Ну, Господи помоги. И ты, КИР, тоже.
— Я с тобой, — сказал КИР. — Не бойся. Только учти, что на «ишачке» летать не так уж и просто, как тебе Николай Свят рассказывал. По моим данным машина весьма нервная, чуть не так и — в штопор. Правда, и выходит из штопора легко. Ручка управления чувствительная, элероны легко ходят, поэтому и маневренная. Садиться на ней тоже аккуратно надо. Самое главное — высоту чувствовать. Прижимай её к самой земле и ниже ста пятидесяти в час не сбрасывай. В полуметре от земли выравнивай и садись. В полуметре, не в двух-трёх метрах или выше!
— Да, Свят упоминал, что особенности есть.
— Упоминал… — проворчал КИР (Максим заметил, что чем дольше они с КИРом находились в столь тесном, во всех смыслах, взаимодействии, тем больше КИР напоминал человека). — Упоминаний мало. Вдолбить надо было, как Отче наш.
— Когда? — резонно заметил Максим. — Умер Коля, не успел. — Да и что толку вдалбливать? Память у меня такая, что второй раз повторять не надо. Рефлексы тоже на месте, сам знаешь. Вот практики — да, мало. Ничего, в воздухе разберёмся.

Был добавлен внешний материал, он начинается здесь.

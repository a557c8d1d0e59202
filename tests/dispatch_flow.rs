mod common;

use bulletin::config::{ContentConfig, DispatchConfig};
use bulletin::content::{ContentAggregator, ContentFilter, HttpContentStore};
use bulletin::dispatch::{DeliveryStatus, DispatchRequest, FailureReason};
use bulletin::errors::BulletinError;
use bulletin::session::SessionStatus;
use common::{InstantPairing, RecordingTransport, address_book_with, connected_session, engine};
use std::collections::BTreeSet;
use std::sync::Arc;
use std::time::Duration;
use wiremock::matchers::{method, path};
use wiremock::{Mock, MockServer, ResponseTemplate};

#[tokio::test]
async fn test_fetch_format_and_send_end_to_end() {
    let server = MockServer::start().await;
    Mock::given(method("GET"))
        .and(path("/news"))
        .respond_with(ResponseTemplate::new(200).set_body_json(serde_json::json!([
            {
                "id": "n1",
                "nameEn": "Harvest festival",
                "nameAr": "مهرجان الحصاد",
                "sourceEn": "Village council",
                "createdAt": "2024-06-01T10:00:00Z"
            }
        ])))
        .mount(&server)
        .await;
    Mock::given(method("GET"))
        .and(path("/places"))
        .respond_with(ResponseTemplate::new(200).set_body_json(serde_json::json!({
            "items": [{"id": "pl1", "nameEn": "Old mill", "createdAt": "2023-01-01T00:00:00Z"}]
        })))
        .mount(&server)
        .await;

    let store = HttpContentStore::new(&ContentConfig {
        base_url: server.uri(),
        ..Default::default()
    })
    .unwrap();
    let items = ContentAggregator::new(Arc::new(store))
        .fetch_all(&ContentFilter::default())
        .await;
    assert_eq!(
        items.iter().map(|i| i.id.as_str()).collect::<Vec<_>>(),
        vec!["n1", "pl1"]
    );

    let pairing = Arc::new(InstantPairing::default());
    let session = connected_session(pairing.clone()).await;
    let (book, ids) = address_book_with(&[("Ann", "+15550003"), ("Bob", "0015550004")]);
    let transport = Arc::new(RecordingTransport::unreachable(&["+15550004"]));
    let engine = engine(
        session.clone(),
        book,
        transport.clone(),
        DispatchConfig::default(),
    );

    let report = engine
        .send(DispatchRequest {
            items,
            contact_ids: ids,
            inter_message_delay_secs: 1,
            ..Default::default()
        })
        .await
        .unwrap();

    let sent = transport.sent();
    assert_eq!(sent.len(), 2);
    assert!(sent[0].text.starts_with("📰 *Harvest festival* | *مهرجان الحصاد*"));
    assert!(sent[0].text.contains("Source: Village council | N/A"));
    assert!(sent[1].text.starts_with("📍 *Old mill*"));
    assert_eq!(
        sent[0].recipients,
        vec!["+15550003".to_string(), "+15550004".to_string()]
    );

    assert_eq!(report.succeeded, BTreeSet::from(["+15550003".to_string()]));
    assert_eq!(report.failed.len(), 2);
    assert!(report.failed.iter().all(|f| f.recipient == "+15550004"));
    assert_eq!(report.delivered_count(), 2);

    session.disconnect().await.unwrap();
    assert_eq!(session.current_state().status, SessionStatus::Disconnected);
    assert_eq!(pairing.teardowns.lock().unwrap().len(), 1);
}

#[tokio::test(start_paused = true)]
async fn test_session_loss_fails_remaining_items() {
    let pairing = Arc::new(InstantPairing::default());
    let session = connected_session(pairing.clone()).await;
    let (book, ids) = address_book_with(&[("Ann", "+15550003"), ("Bob", "+15550004")]);
    let transport = Arc::new(RecordingTransport {
        drop_after_first: Some(pairing),
        ..Default::default()
    });
    let engine = engine(session.clone(), book, transport.clone(), DispatchConfig::default());

    let report = engine
        .send(DispatchRequest {
            items: vec![news("x"), news("y"), news("z")],
            contact_ids: ids,
            inter_message_delay_secs: 30,
            ..Default::default()
        })
        .await
        .unwrap();

    assert_eq!(transport.sent().len(), 1);
    assert_eq!(session.current_state().status, SessionStatus::Disconnected);
    assert_eq!(report.deliveries.len(), 6);
    let lost: Vec<&str> = report
        .deliveries
        .iter()
        .filter(|d| d.status == DeliveryStatus::Failed(FailureReason::SessionLost))
        .map(|d| d.item_id.as_str())
        .collect();
    assert_eq!(lost, vec!["y", "y", "z", "z"]);
    assert!(report.succeeded.is_empty());

    let err = engine
        .send(DispatchRequest {
            items: vec![news("x")],
            contact_ids: vec![],
            inter_message_delay_secs: 2,
            ..Default::default()
        })
        .await
        .unwrap_err();
    assert!(matches!(err, BulletinError::CooldownActive { .. }));

    tokio::time::advance(Duration::from_secs(4)).await;
    let err = engine
        .send(DispatchRequest {
            items: vec![news("x")],
            inter_message_delay_secs: 2,
            ..Default::default()
        })
        .await
        .unwrap_err();
    assert!(matches!(err, BulletinError::NotConnected));
}

#[tokio::test(start_paused = true)]
async fn test_overlapping_batches_are_rejected() {
    let session = connected_session(Arc::new(InstantPairing::default())).await;
    let (book, ids) = address_book_with(&[("Ann", "+15550003")]);
    let transport = Arc::new(RecordingTransport::default());
    let engine = engine(session, book, transport.clone(), DispatchConfig::default());

    let first = DispatchRequest {
        items: vec![news("x"), news("y")],
        contact_ids: ids.clone(),
        inter_message_delay_secs: 5,
        ..Default::default()
    };
    let second = DispatchRequest {
        items: vec![news("z")],
        contact_ids: ids,
        inter_message_delay_secs: 5,
        ..Default::default()
    };
    let (a, b) = futures_util::future::join(engine.send(first), engine.send(second)).await;

    assert!(a.unwrap().is_complete_success());
    assert!(matches!(b.unwrap_err(), BulletinError::BatchInProgress));
    assert_eq!(transport.sent().len(), 2);
    assert!(engine.cooldown_remaining().is_some());
}

#[tokio::test(start_paused = true)]
async fn test_reconnect_after_disconnect_gets_new_session() {
    let pairing = Arc::new(InstantPairing::default());
    let session = connected_session(pairing.clone()).await;
    let first_id = session.current_state().id;

    let mut state_rx = session.subscribe();
    pairing.drop_connection("logged out").await;
    state_rx
        .wait_for(|s| s.status == SessionStatus::Disconnected)
        .await
        .unwrap();

    session.request_connection().await.unwrap();
    state_rx.wait_for(|s| s.is_connected()).await.unwrap();
    let second = session.current_state();
    assert_ne!(second.id, first_id);
    assert_eq!(second.linked_phone_number.as_deref(), Some("+15550100"));
    assert!(session.history().iter().any(|s| s.id == first_id));
}

fn news(id: &str) -> bulletin::content::ShareableItem {
    use bulletin::content::{Bilingual, ContentCategory, ItemDetails, ShareableItem};
    ShareableItem {
        id: id.to_string(),
        category: ContentCategory::News,
        name_en: format!("Story {}", id),
        name_ar: "خبر".to_string(),
        title_en: None,
        title_ar: None,
        description_en: None,
        description_ar: None,
        icon_url: None,
        media_refs: Vec::new(),
        created_at: None,
        details: ItemDetails::News {
            published_date: None,
            source: Bilingual::default(),
        },
    }
}
use anyhow::{Context, Result};
use std::io::Write;
use std::path::{Path, PathBuf};

pub mod http;

pub fn ensure_dir(path: impl AsRef<Path>) -> Result<PathBuf> {
    let path = path.as_ref();
    std::fs::create_dir_all(path)
        .with_context(|| format!("Failed to create directory: {}", path.display()))?;
    Ok(path.to_path_buf())
}

/// Root directory for config, the address book database and transport state.
/// `BULLETIN_HOME` overrides the default `~/.bulletin`.
pub fn get_bulletin_home() -> Result<PathBuf> {
    if let Some(home) = std::env::var_os("BULLETIN_HOME") {
        return Ok(PathBuf::from(home));
    }
    Ok(dirs::home_dir()
        .context("Could not determine home directory")?
        .join(".bulletin"))
}

/// Write content atomically via tempfile + rename.
///
/// The file is either fully written or left untouched.
pub fn atomic_write(path: &Path, content: &str) -> Result<()> {
    let parent = path.parent().context("Path has no parent directory")?;
    std::fs::create_dir_all(parent)?;

    let mut tmp = tempfile::NamedTempFile::new_in(parent)
        .with_context(|| format!("Failed to create temp file in {}", parent.display()))?;
    tmp.write_all(content.as_bytes())
        .with_context(|| "Failed to write to temp file")?;
    tmp.as_file().sync_all()?;
    tmp.persist(path)
        .with_context(|| format!("Failed to atomically rename to {}", path.display()))?;
    Ok(())
}

/// Expand a leading `~` in a configured path.
pub fn expand_home(path: &str) -> PathBuf {
    if path == "~" {
        if let Some(home) = dirs::home_dir() {
            return home;
        }
    } else if let Some(rest) = path.strip_prefix("~/")
        && let Some(home) = dirs::home_dir()
    {
        return home.join(rest);
    }
    PathBuf::from(path)
}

Вчера, ещё до обеда, Максим познакомился со своим механиком — юным девятнадцатилетним младшим сержантом по имени Владлен Сорокин и осмотрел самолёт.
— Владлен — от Владимир Ленин, — пояснил КИР, в наше время имя забытое. А когда-то было распространено. Как и Вилен — Владимир Ильич Ленин.
Вихрастый, похожий на мальчишку механик, поначалу довольно ревниво следил за действиями Максима, но после того, как новый лётчик похвалил истребитель и задал парочку вполне профессиональный вопросов, слегка оттаял.